To allow me to be more precise, I will give a snipplet of sample code in the decoding phase of 1 operation code.

The following is 1 such case when decoding opd code, which is a mov instruction. There are about 100+ opcodes (100+ instructions), which means that in this case statements contain more than 100 messages.

OPCODE case

- MOV A, Rn
when the "11101000" | "11101001" | "11101010" | "11101011" | "11101100" | "11101101" | "11101110" | "11101111" => case de_state is when E7 =>

  de_state <= E8; when E8 => de_state <= E9; when E9 => de_state <= E10; when E10 => --Draw PSW i_ram_addr <= xD0; i_ram_rdByte <= '1'; de_state <= E11; when E11 => --Draw from Rn i_ram_addr <= "000" & i_ram_doByte(4 downto 3)& opcode(2 downto 0); i_ram_rdByte <= '1'; de_state <= E12; when E12 => --Place into EDR EDR <= i_ram_doByte; --close rdByte i_ram_rdByte <= '0'; when others => end case; 

Hope you could better understand my VHDL code. I would appreciate any help. Thanks!

+4
source share
2 answers

Since you are using Xilinx, I assume you also have access to PlanAhead? Try "Conduct a Time / Plan Analysis (PlanAhead)" (under "Implementing a Design" β†’ "Location and Route").

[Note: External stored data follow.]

//! Error types for the digest run.

use std::error::Error as StdError;
use thiserror::Error;

/// Missing or unusable settings. Raised before any network call.
#[derive(Debug, Error)]
pub enum ConfigError {
    #[error("{0} must be set")]
    Missing(&'static str),

    #[error("{name} is invalid: {reason}")]
    Invalid { name: &'static str, reason: String },

    #[error("ROLE_QUERIES contains no usable role")]
    NoRoles,
}

/// Failure of a single per-role search.
#[derive(Debug, Error)]
pub enum SearchError {
    /// HTTP 429 or an error payload mentioning quota/limit/exceeded.
    #[error("search quota exceeded: {0}")]
    QuotaExceeded(String),

    #[error("network error")]
    Transport(#[from] reqwest::Error),

    #[error("search API returned {status}: {body}")]
    Status { status: u16, body: String },

    #[error("search API error: {0}")]
    Provider(String),

    #[error("could not parse search response")]
    Parse(#[from] serde_json::Error),
}

/// The account lookup failed or reported no usable credit count.
#[derive(Debug, Error)]
pub enum QuotaLookupError {
    #[error("network error")]
    Transport(#[from] reqwest::Error),

    #[error("account API returned {status}: {body}")]
    Status { status: u16, body: String },

    #[error("could not parse account response")]
    Parse(#[from] serde_json::Error),

    #[error("account response has no finite remaining-search count")]
    MissingCount,
}

#[derive(Debug, Error)]
pub enum MailError {
    #[error("network error")]
    Transport(#[from] reqwest::Error),

    #[error("email API returned {status}: {body}")]
    Status { status: u16, body: String },
}

/// Fatal run-level errors. Quota exhaustion during searches never shows up
/// here; it is absorbed into the report.
#[derive(Debug, Error)]
pub enum DigestError {
    #[error("configuration error")]
    Config(#[from] ConfigError),

    #[error("quota lookup failed")]
    QuotaLookup(#[from] QuotaLookupError),

    #[error("search for \"{role}\" failed")]
    Search {
        role: String,
        #[source]
        source: SearchError,
    },

    #[error("sending report failed")]
    Delivery(#[from] MailError),
}

pub type Result<T> = std::result::Result<T, DigestError>;

/// Formats an error and its sources as one line, outermost first.
pub fn error_chain(err: &(dyn StdError + 'static)) -> String {
    let mut out = err.to_string();
    let mut source = err.source();
    while let Some(cause) = source {
        out.push_str(": ");
        out.push_str(&cause.to_string());
        source = cause.source();
    }
    out
}

/// Quota wording a provider error message may use.
pub fn mentions_quota(message: &str) -> bool {
    let lowered = message.to_lowercase();
    ["quota", "limit", "exceeded"]
        .iter()
        .any(|word| lowered.contains(word))
}

#[cfg(test)]
mod tests {
    use super::*;

    #[test]
    fn test_mentions_quota() {
        assert!(mentions_quota("Your account has run out of searches. Quota exceeded."));
        assert!(mentions_quota("Monthly LIMIT reached"));
        assert!(mentions_quota("Plan Exceeded"));
        assert!(!mentions_quota("Invalid API key."));
        assert!(!mentions_quota("Google hasn't returned any results for this query."));
    }

    fn provider_failure() -> DigestError {
        DigestError::Search {
            role: "Staff Eng".into(),
            source: SearchError::Provider("Invalid API key.".into()),
        }
    }

    #[test]
    fn test_search_error_chain_names_role_once() {
        let err = DigestError::Search {
            role: "Staff Eng".into(),
            source: SearchError::Status {
                status: 500,
                body: "boom".into(),
            },
        };
        assert_eq!(err.to_string(), "search for \"Staff Eng\" failed");
        assert_eq!(
            error_chain(&err),
            "search for \"Staff Eng\" failed: search API returned 500: boom"
        );
    }

    #[test]
    fn test_cause_is_printed_once() {
        let chained = error_chain(&provider_failure());
        assert_eq!(chained.matches("Invalid API key.").count(), 1);

        let wrapped = anyhow::Error::from(provider_failure()).context("Job digest run");
        let text = format!("{:#}", wrapped);
        assert_eq!(
            text,
            "Job digest run: search for \"Staff Eng\" failed: search API error: Invalid API key."
        );
    }

    #[test]
    fn test_transport_error_keeps_detail_in_chain() {
        let err = SearchError::Transport(crate::testing::transport_error());
        assert_eq!(err.to_string(), "network error");
        assert!(error_chain(&err).starts_with("network error: "));
    }
}
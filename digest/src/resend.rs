//! Email delivery through the Resend HTTP API, plus a log-only mailer for dry runs.

use crate::error::MailError;
use crate::traits::{Email, Mailer};
use reqwest::blocking::Client;
use serde::Serialize;
use std::time::Duration;

const BASE_URL: &str = "https://api.resend.com";

pub struct ResendClient {
    client: Client,
    api_key: String,
    base_url: String,
}

#[derive(Debug, Serialize)]
struct SendEmailRequest<'a> {
    from: &'a str,
    to: &'a str,
    subject: &'a str,
    text: &'a str,
}

impl ResendClient {
    pub fn new(api_key: String, timeout: Duration) -> Result<Self, reqwest::Error> {
        Self::with_base_url(api_key, timeout, BASE_URL.to_string())
    }

    pub fn with_base_url(
        api_key: String,
        timeout: Duration,
        base_url: String,
    ) -> Result<Self, reqwest::Error> {
        let client = Client::builder().timeout(timeout).build()?;
        Ok(Self {
            client,
            api_key,
            base_url: base_url.trim_end_matches('/').to_string(),
        })
    }
}

impl Mailer for ResendClient {
    fn send(&self, email: &Email) -> Result<(), MailError> {
        let request = SendEmailRequest {
            from: &email.from,
            to: &email.to,
            subject: &email.subject,
            text: &email.text,
        };

        let resp = self
            .client
            .post(format!("{}/emails", self.base_url))
            .bearer_auth(&self.api_key)
            .json(&request)
            .send()?;

        let status = resp.status();
        if !status.is_success() {
            let body = resp.text().unwrap_or_default();
            return Err(MailError::Status {
                status: status.as_u16(),
                body,
            });
        }

        tracing::info!(to = %email.to, subject = %email.subject, "Email sent");
        Ok(())
    }
}

/// Writes emails to the log instead of sending them.
pub struct LogMailer;

impl Mailer for LogMailer {
    fn send(&self, email: &Email) -> Result<(), MailError> {
        tracing::info!(
            to = %email.to,
            subject = %email.subject,
            "Dry run, email not sent:\n{}",
            email.text
        );
        Ok(())
    }
}
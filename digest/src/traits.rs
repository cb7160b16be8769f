// Seams to the two remote collaborators.
//
// The orchestrator only talks to these traits; the HTTP clients and the test
// fakes implement them.

use crate::error::{MailError, QuotaLookupError, SearchError};
use common::{JobPosting, RoleQuery};

pub trait SearchProvider {
    /// Search credits left on the account.
    fn remaining_searches(&self) -> Result<i64, QuotaLookupError>;

    /// Raw postings for one role, unfiltered and in provider order.
    fn search_jobs(&self, role: &RoleQuery) -> Result<Vec<JobPosting>, SearchError>;
}

#[derive(Debug, Clone, PartialEq, Eq)]
pub struct Email {
    pub from: String,
    pub to: String,
    pub subject: String,
    pub text: String,
}

pub trait Mailer {
    fn send(&self, email: &Email) -> Result<(), MailError>;
}
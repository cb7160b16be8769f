//! Renders per-role outcomes into the plain-text email body.

use crate::{JobPosting, RoleQuery};
use serde::{Deserialize, Serialize};

/// Outcome of one role query.
#[derive(Debug, Serialize, Deserialize, Clone, PartialEq, Eq)]
pub enum ReportSection {
    /// Fresh, de-duplicated postings in provider order.
    Results(Vec<JobPosting>),
    NoResults,
    /// Not searched because the quota ran out before this role.
    QuotaSkipped,
    /// The quota ran out at this role; carries the explanation.
    QuotaTriggeredHere { message: String },
}

pub fn render_section(role: &RoleQuery, section: &ReportSection) -> String {
    let heading = role.as_str();
    let mut out = format!("{}\n{}\n", heading, "-".repeat(heading.chars().count()));

    match section {
        ReportSection::Results(jobs) => {
            for (i, job) in jobs.iter().enumerate() {
                out.push_str(&format!(
                    "{}. {} at {} ({})\n",
                    i + 1,
                    job.title,
                    job.company,
                    job.location
                ));
                if let Some(posted) = &job.posted_at {
                    out.push_str(&format!("   Posted: {}\n", posted));
                }
                out.push_str(&format!("   Apply: {}\n", job.apply_url));
            }
        }
        ReportSection::NoResults => out.push_str("No new postings today.\n"),
        ReportSection::QuotaSkipped => {
            out.push_str("Skipped: search quota was reached earlier in this run.\n")
        }
        ReportSection::QuotaTriggeredHere { message } => {
            out.push_str(&format!("Search quota reached at this role: {}\n", message));
            out.push_str("Roles after this one were not searched.\n");
        }
    }

    out
}

/// Joins rendered sections in role order, one blank line between them.
pub fn render_report(sections: &[(RoleQuery, ReportSection)]) -> String {
    sections
        .iter()
        .map(|(role, section)| render_section(role, section))
        .collect::<Vec<_>>()
        .join("\n")
}
//! Daily Job Digest
//!
//! Searches each configured role on Google Jobs, keeps today's postings and
//! emails a summary. Meant to be started once a day by cron or CI.

use anyhow::{Context, Result};
use job_digest::{
    Config, LogMailer, Mailer, Notifier, Orchestrator, ResendClient, RunOutcome, SerpApiClient,
};
use std::process::ExitCode;
use tracing_subscriber::{layer::SubscriberExt, util::SubscriberInitExt};

fn main() -> ExitCode {
    tracing_subscriber::registry()
        .with(
            tracing_subscriber::EnvFilter::try_from_default_env()
                .unwrap_or_else(|_| "info,job_digest=debug".into()),
        )
        .with(tracing_subscriber::fmt::layer())
        .init();

    ExitCode::from(exit_status(run()))
}

/// Logs a fatal error and maps the run result to the process status.
fn exit_status(result: Result<()>) -> u8 {
    match result {
        Ok(()) => 0,
        Err(e) => {
            tracing::error!("Job digest failed: {:#}", e);
            1
        }
    }
}

fn run() -> Result<()> {
    let config = Config::from_env().context("Failed to load configuration")?;
    tracing::info!(roles = config.roles.len(), dry_run = config.dry_run, "Configuration loaded");

    let search = SerpApiClient::new(config.serpapi_api_key.clone(), config.http_timeout)
        .context("Failed to create SerpApi client")?;

    if config.dry_run {
        digest_with(&config, &search, LogMailer)
    } else {
        let mailer = ResendClient::new(config.resend_api_key.clone(), config.http_timeout)
            .context("Failed to create Resend client")?;
        digest_with(&config, &search, mailer)
    }
}

fn digest_with<M: Mailer>(config: &Config, search: &SerpApiClient, mailer: M) -> Result<()> {
    let notifier = Notifier::new(mailer, config.email_from.clone(), config.email_to.clone());

    match Orchestrator::new(search, &notifier).run(&config.roles)? {
        RunOutcome::Sent { sections } => {
            tracing::info!(sections = sections.len(), "Job digest complete, report sent");
        }
        RunOutcome::NothingToReport => {
            tracing::info!("Job digest complete, nothing new today");
        }
    }
    Ok(())
}
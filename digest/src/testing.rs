// Test doubles for the remote collaborators.
//
// FakeSearch replays scripted answers in call order; SpyMailer records every
// email it is asked to send.

use crate::error::{MailError, QuotaLookupError, SearchError};
use crate::traits::{Email, Mailer, SearchProvider};
use common::{JobPosting, RoleQuery};
use std::cell::RefCell;
use std::collections::VecDeque;

pub struct FakeSearch {
    remaining: RefCell<Option<Result<i64, QuotaLookupError>>>,
    responses: RefCell<VecDeque<Result<Vec<JobPosting>, SearchError>>>,
    calls: RefCell<Vec<String>>,
}

impl FakeSearch {
    pub fn with_quota(remaining: i64) -> Self {
        Self {
            remaining: RefCell::new(Some(Ok(remaining))),
            responses: RefCell::new(VecDeque::new()),
            calls: RefCell::new(Vec::new()),
        }
    }

    pub fn with_quota_error(error: QuotaLookupError) -> Self {
        let fake = Self::with_quota(0);
        *fake.remaining.borrow_mut() = Some(Err(error));
        fake
    }

    pub fn then_jobs(self, jobs: Vec<JobPosting>) -> Self {
        self.responses.borrow_mut().push_back(Ok(jobs));
        self
    }

    pub fn then_error(self, error: SearchError) -> Self {
        self.responses.borrow_mut().push_back(Err(error));
        self
    }

    /// Roles searched so far, in call order.
    pub fn calls(&self) -> Vec<String> {
        self.calls.borrow().clone()
    }
}

impl SearchProvider for FakeSearch {
    fn remaining_searches(&self) -> Result<i64, QuotaLookupError> {
        self.remaining
            .borrow_mut()
            .take()
            .expect("remaining_searches called more than once")
    }

    fn search_jobs(&self, role: &RoleQuery) -> Result<Vec<JobPosting>, SearchError> {
        self.calls.borrow_mut().push(role.to_string());
        self.responses
            .borrow_mut()
            .pop_front()
            .unwrap_or_else(|| Ok(Vec::new()))
    }
}

pub struct SpyMailer {
    fail: bool,
    sent: RefCell<Vec<Email>>,
    attempts: RefCell<usize>,
}

impl SpyMailer {
    pub fn new() -> Self {
        Self {
            fail: false,
            sent: RefCell::new(Vec::new()),
            attempts: RefCell::new(0),
        }
    }

    pub fn failing() -> Self {
        Self {
            fail: true,
            ..Self::new()
        }
    }

    pub fn sent(&self) -> Vec<Email> {
        self.sent.borrow().clone()
    }

    pub fn attempts(&self) -> usize {
        *self.attempts.borrow()
    }
}

impl Mailer for SpyMailer {
    fn send(&self, email: &Email) -> Result<(), MailError> {
        *self.attempts.borrow_mut() += 1;
        if self.fail {
            return Err(MailError::Status {
                status: 500,
                body: "mail provider down".into(),
            });
        }
        self.sent.borrow_mut().push(email.clone());
        Ok(())
    }
}

/// A genuine `reqwest::Error` built without touching the network.
pub fn transport_error() -> reqwest::Error {
    reqwest::blocking::Client::new()
        .get("not a url")
        .send()
        .expect_err("invalid URL must fail")
}

pub fn posting(title: &str, company: &str, posted_at: &str) -> JobPosting {
    JobPosting::new(
        title,
        company,
        "Remote",
        Some(posted_at.to_string()),
        Some(format!("https://jobs.example/{}", title.to_lowercase().replace(' ', "-"))),
    )
}
use crate::error::{error_chain, MailError};
use crate::traits::{Email, Mailer};
use std::error::Error;

pub const REPORT_SUBJECT: &str = "Daily job postings";
pub const FAILURE_SUBJECT: &str = "Job digest failed";

/// Sends the two kinds of message a run produces: the report and failure notices.
pub struct Notifier<M> {
    mailer: M,
    from: String,
    to: String,
}

impl<M: Mailer> Notifier<M> {
    pub fn new(mailer: M, from: String, to: String) -> Self {
        Self { mailer, from, to }
    }

    pub fn mailer(&self) -> &M {
        &self.mailer
    }

    pub fn send_report(&self, body: String) -> Result<(), MailError> {
        self.mailer.send(&self.email(REPORT_SUBJECT, body))
    }

    /// Best effort. A delivery failure here is logged and swallowed so the
    /// original error stays the one that surfaces.
    pub fn send_failure_notice(&self, stage: &str, error: &(dyn Error + 'static)) {
        let body = failure_body(stage, error);
        if let Err(e) = self.mailer.send(&self.email(FAILURE_SUBJECT, body)) {
            tracing::error!(stage, error = %error_chain(&e), "Failed to send failure notice");
        }
    }

    fn email(&self, subject: &str, text: String) -> Email {
        Email {
            from: self.from.clone(),
            to: self.to.clone(),
            subject: subject.to_string(),
            text,
        }
    }
}

fn failure_body(stage: &str, error: &(dyn Error + 'static)) -> String {
    let mut body = format!("The job digest failed while {}.\n\nError: {}\n", stage, error);
    let mut source = error.source();
    while let Some(cause) = source {
        body.push_str(&format!("Caused by: {}\n", cause));
        source = cause.source();
    }
    body
}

PlanAhead should open up and give you an idea of ​​your sync results at the bottom. Select the critical path (the one that has the least slack), right-click it and select "Scheme", which will display a graphical view of the primitives involved. Then you can right-click the primitives and select "Expand Cone" β†’ "To Flops" to get an idea of ​​the surrounding components.

This will help you better understand which signals are involved. Try tracking input and output signals in VHDL code and focus on this path for optimization.

+1
source

There will be no good answers from this information; we can only guess what source code this equipment created.

But it’s clear that you need to study the source, hypothesize why it is slow, take steps to fix the problem, and test the solution.

And repeat until fast enough.

My guess is, given your hint that there is a case argument for decoding opcodes ...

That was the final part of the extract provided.